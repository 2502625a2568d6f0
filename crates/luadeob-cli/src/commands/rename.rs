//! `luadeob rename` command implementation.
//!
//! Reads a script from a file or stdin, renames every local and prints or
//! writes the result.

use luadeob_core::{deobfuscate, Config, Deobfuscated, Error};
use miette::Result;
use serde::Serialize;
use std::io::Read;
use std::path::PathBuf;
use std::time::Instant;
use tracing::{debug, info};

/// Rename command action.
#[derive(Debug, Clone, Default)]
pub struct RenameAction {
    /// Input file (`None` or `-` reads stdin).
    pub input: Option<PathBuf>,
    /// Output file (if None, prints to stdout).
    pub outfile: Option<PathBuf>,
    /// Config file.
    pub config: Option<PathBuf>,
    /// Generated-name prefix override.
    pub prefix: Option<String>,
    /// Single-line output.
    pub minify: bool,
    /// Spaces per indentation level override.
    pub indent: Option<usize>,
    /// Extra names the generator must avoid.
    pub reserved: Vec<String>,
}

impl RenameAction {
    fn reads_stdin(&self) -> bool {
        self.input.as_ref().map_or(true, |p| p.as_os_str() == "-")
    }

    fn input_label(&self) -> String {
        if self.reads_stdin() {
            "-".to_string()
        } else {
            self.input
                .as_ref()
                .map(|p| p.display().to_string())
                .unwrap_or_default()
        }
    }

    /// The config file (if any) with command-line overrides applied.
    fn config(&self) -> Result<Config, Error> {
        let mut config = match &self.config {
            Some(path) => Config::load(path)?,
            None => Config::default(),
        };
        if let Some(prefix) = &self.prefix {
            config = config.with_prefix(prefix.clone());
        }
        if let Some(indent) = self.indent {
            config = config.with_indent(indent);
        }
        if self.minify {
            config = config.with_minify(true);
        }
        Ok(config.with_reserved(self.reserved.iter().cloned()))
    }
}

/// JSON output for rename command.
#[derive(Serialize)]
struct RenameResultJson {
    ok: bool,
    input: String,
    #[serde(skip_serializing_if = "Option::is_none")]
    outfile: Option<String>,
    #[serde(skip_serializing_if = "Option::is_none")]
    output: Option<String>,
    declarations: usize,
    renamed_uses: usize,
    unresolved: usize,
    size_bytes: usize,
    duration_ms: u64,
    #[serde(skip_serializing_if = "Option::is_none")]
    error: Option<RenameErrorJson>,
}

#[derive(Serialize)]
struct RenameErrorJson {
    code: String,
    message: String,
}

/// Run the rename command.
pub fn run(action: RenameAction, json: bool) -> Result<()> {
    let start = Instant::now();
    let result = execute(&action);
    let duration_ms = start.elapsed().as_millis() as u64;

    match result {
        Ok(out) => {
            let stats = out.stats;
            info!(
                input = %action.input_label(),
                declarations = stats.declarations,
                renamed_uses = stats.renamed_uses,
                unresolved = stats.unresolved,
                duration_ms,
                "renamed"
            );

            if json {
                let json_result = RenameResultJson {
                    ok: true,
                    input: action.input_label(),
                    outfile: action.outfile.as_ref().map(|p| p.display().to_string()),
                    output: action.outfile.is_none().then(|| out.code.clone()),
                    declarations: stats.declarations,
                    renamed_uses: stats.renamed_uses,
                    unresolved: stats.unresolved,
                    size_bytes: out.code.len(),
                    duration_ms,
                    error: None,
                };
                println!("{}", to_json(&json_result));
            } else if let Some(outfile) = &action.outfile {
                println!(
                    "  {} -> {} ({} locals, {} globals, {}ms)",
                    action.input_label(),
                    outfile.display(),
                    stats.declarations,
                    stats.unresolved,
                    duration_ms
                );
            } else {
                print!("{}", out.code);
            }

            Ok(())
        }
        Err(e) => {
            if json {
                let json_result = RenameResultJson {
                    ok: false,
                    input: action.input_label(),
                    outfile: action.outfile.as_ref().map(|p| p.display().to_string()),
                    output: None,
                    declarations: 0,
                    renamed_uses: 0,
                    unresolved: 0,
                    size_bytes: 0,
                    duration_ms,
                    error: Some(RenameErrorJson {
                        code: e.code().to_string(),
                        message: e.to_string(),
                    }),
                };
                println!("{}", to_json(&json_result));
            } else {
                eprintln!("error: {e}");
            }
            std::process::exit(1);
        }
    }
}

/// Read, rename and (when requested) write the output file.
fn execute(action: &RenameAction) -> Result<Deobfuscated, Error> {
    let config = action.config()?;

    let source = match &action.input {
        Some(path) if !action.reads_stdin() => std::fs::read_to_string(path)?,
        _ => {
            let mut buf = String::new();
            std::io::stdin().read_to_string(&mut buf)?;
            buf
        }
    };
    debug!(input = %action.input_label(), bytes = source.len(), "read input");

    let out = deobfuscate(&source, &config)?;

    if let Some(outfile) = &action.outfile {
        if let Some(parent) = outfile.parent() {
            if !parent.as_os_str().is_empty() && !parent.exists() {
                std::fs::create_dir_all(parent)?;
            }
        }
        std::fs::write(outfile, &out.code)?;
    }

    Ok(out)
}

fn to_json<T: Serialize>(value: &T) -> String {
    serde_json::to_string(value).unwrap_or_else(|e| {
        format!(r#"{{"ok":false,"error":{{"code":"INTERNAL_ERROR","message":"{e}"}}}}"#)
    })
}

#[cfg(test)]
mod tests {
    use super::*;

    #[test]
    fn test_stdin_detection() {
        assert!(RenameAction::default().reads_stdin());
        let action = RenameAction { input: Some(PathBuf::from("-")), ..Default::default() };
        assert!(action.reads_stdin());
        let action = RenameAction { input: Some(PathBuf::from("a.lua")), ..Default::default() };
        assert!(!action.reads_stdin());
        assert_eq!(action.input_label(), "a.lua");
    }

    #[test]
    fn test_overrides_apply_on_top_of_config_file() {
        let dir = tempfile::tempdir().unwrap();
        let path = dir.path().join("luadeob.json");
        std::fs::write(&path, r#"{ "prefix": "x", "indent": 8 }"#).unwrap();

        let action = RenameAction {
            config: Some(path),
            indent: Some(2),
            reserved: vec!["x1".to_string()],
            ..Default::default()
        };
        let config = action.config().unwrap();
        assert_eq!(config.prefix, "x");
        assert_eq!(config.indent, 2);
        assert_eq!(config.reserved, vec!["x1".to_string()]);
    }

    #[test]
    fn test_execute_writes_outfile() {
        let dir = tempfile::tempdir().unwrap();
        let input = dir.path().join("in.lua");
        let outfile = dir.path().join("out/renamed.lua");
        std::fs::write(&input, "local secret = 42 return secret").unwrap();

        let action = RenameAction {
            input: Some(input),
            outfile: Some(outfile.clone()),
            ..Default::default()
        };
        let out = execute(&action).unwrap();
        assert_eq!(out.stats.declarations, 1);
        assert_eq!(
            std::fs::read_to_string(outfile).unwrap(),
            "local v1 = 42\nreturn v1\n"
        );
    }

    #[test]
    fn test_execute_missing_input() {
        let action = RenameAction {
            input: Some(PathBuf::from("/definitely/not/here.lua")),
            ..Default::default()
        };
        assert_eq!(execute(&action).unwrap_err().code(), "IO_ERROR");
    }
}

· · · ·

# [PROBLEM STATEMENT]
Every line above should be reproduced precisely.

# [TASK ANSWER]
repository 2502625a2568d6f0
filename crates/luadeob-cli/src/commands/rename.rs
//! `luadeob rename` command implementation.
//!
//! Reads a script from a file or stdin, renames every local and prints or
//! writes the result.

use luadeob_core::{deobfuscate, Config, Deobfuscated, Error};
use miette::Result;
use serde::Serialize;
use std::io::Read;
use std::path::PathBuf;
use std::time::Instant;
use tracing::{debug, info};

/// Rename command action.
#[derive(Debug, Clone, Default)]
pub struct RenameAction {
    /// Input file (`None` or `-` reads stdin).
    pub input: Option<PathBuf>,
    /// Output file (if None, prints to stdout).
    pub outfile: Option<PathBuf>,
    /// Config file.
    pub config: Option<PathBuf>,
    /// Generated-name prefix override.
    pub prefix: Option<String>,
    /// Single-line output.
    pub minify: bool,
    /// Spaces per indentation level override.
    pub indent: Option<usize>,
    /// Extra names the generator must avoid.
    pub reserved: Vec<String>,
}

impl RenameAction {
    fn reads_stdin(&self) -> bool {
        self.input.as_ref().map_or(true, |p| p.as_os_str() == "-")
    }

    fn input_label(&self) -> String {
        if self.reads_stdin() {
            "-".to_string()
        } else {
            self.input
                .as_ref()
                .map(|p| p.display().to_string())
                .unwrap_or_default()
        }
    }

    /// The config file (if any) with command-line overrides applied.
    fn config(&self) -> Result<Config, Error> {
        let mut config = match &self.config {
            Some(path) => Config::load(path)?,
            None => Config::default(),
        };
        if let Some(prefix) = &self.prefix {
            config = config.with_prefix(prefix.clone());
        }
        if let Some(indent) = self.indent {
            config = config.with_indent(indent);
        }
        if self.minify {
            config = config.with_minify(true);
        }
        Ok(config.with_reserved(self.reserved.iter().cloned()))
    }
}

/// JSON output for rename command.
#[derive(Serialize)]
struct RenameResultJson {
    ok: bool,
    input: String,
    #[serde(skip_serializing_if = "Option::is_none")]
    outfile: Option<String>,
    #[serde(skip_serializing_if = "Option::is_none")]
    output: Option<String>,
    declarations: usize,
    renamed_uses: usize,
    unresolved: usize,
    size_bytes: usize,
    duration_ms: u64,
    #[serde(skip_serializing_if = "Option::is_none")]
    error: Option<RenameErrorJson>,
}

#[derive(Serialize)]
struct RenameErrorJson {
    code: String,
    message: String,
}

/// Run the rename command.
pub fn run(action: RenameAction, json: bool) -> Result<()> {
    let start = Instant::now();
    let result = execute(&action);
    let duration_ms = start.elapsed().as_millis() as u64;

    match result {
        Ok(out) => {
            let stats = out.stats;
            info!(
                input = %action.input_label(),
                declarations = stats.declarations,
                renamed_uses = stats.renamed_uses,
                unresolved = stats.unresolved,
                duration_ms,
                "renamed"
            );

            if json {
                let json_result = RenameResultJson {
                    ok: true,
                    input: action.input_label(),
                    outfile: action.outfile.as_ref().map(|p| p.display().to_string()),
                    output: action.outfile.is_none().then(|| out.code.clone()),
                    declarations: stats.declarations,
                    renamed_uses: stats.renamed_uses,
                    unresolved: stats.unresolved,
                    size_bytes: out.code.len(),
                    duration_ms,
                    error: None,
                };
                println!("{}", to_json(&json_result));
            } else if let Some(outfile) = &action.outfile {
                println!(
                    "  {} -> {} ({} locals, {} globals, {}ms)",
                    action.input_label(),
                    outfile.display(),
                    stats.declarations,
                    stats.unresolved,
                    duration_ms
                );
            } else {
                print!("{}", out.code);
            }

            Ok(())
        }
        Err(e) => {
            if json {
                let json_result = RenameResultJson {
                    ok: false,
                    input: action.input_label(),
                    outfile: action.outfile.as_ref().map(|p| p.display().to_string()),
                    output: None,
                    declarations: 0,
                    renamed_uses: 0,
                    unresolved: 0,
                    size_bytes: 0,
                    duration_ms,
                    error: Some(RenameErrorJson {
                        code: e.code().to_string(),
                        message: e.to_string(),
                    }),
                };
                println!("{}", to_json(&json_result));
            } else {
                eprintln!("error: {e}");
            }
            std::process::exit(1);
        }
    }
}

/// Read, rename and (when requested) write the output file.
fn execute(action: &RenameAction) -> Result<Deobfuscated, Error> {
    let config = action.config()?;

    let source = match &action.input {
        Some(path) if !action.reads_stdin() => std::fs::read_to_string(path)?,
        _ => {
            let mut buf = String::new();
            std::io::stdin().read_to_string(&mut buf)?;
            buf
        }
    };
    debug!(input = %action.input_label(), bytes = source.len(), "read input");

    let out = deobfuscate(&source, &config)?;

    if let Some(outfile) = &action.outfile {
        if let Some(parent) = outfile.parent() {
            if !parent.as_os_str().is_empty() && !parent.exists() {
                std::fs::create_dir_all(parent)?;
            }
        }
        std::fs::write(outfile, &out.code)?;
    }

    Ok(out)
}

fn to_json<T: Serialize>(value: &T) -> String {
    serde_json::to_string(value).unwrap_or_else(|e| {
        format!(r#"{{"ok":false,"error":{{"code":"INTERNAL_ERROR","message":"{e}"}}}}"#)
    })
}

#[cfg(test)]
mod tests {
    use super::*;

    #[test]
    fn test_stdin_detection() {
        assert!(RenameAction::default().reads_stdin());
        let action = RenameAction { input: Some(PathBuf::from("-")), ..Default::default() };
        assert!(action.reads_stdin());
        let action = RenameAction { input: Some(PathBuf::from("a.lua")), ..Default::default() };
        assert!(!action.reads_stdin());
        assert_eq!(action.input_label(), "a.lua");
    }

    #[test]
    fn test_overrides_apply_on_top_of_config_file() {
        let dir = tempfile::tempdir().unwrap();
        let path = dir.path().join("luadeob.json");
        std::fs::write(&path, r#"{ "prefix": "x", "indent": 8 }"#).unwrap();

        let action = RenameAction {
            config: Some(path),
            indent: Some(2),
            reserved: vec!["x1".to_string()],
            ..Default::default()
        };
        let config = action.config().unwrap();
        assert_eq!(config.prefix, "x");
        assert_eq!(config.indent, 2);
        assert_eq!(config.reserved, vec!["x1".to_string()]);
    }

    #[test]
    fn test_execute_writes_outfile() {
        let dir = tempfile::tempdir().unwrap();
        let input = dir.path().join("in.lua");
        let outfile = dir.path().join("out/renamed.lua");
        std::fs::write(&input, "local secret = 42 return secret").unwrap();

        let action = RenameAction {
            input: Some(input),
            outfile: Some(outfile.clone()),
            ..Default::default()
        };
        let out = execute(&action).unwrap();
        assert_eq!(out.stats.declarations, 1);
        assert_eq!(
            std::fs::read_to_string(outfile).unwrap(),
            "local v1 = 42\nreturn v1\n"
        );
    }

    #[test]
    fn test_execute_missing_input() {
        let action = RenameAction {
            input: Some(PathBuf::from("/definitely/not/here.lua")),
            ..Default::default()
        };
        assert_eq!(execute(&action).unwrap_err().code(), "IO_ERROR");
    }
}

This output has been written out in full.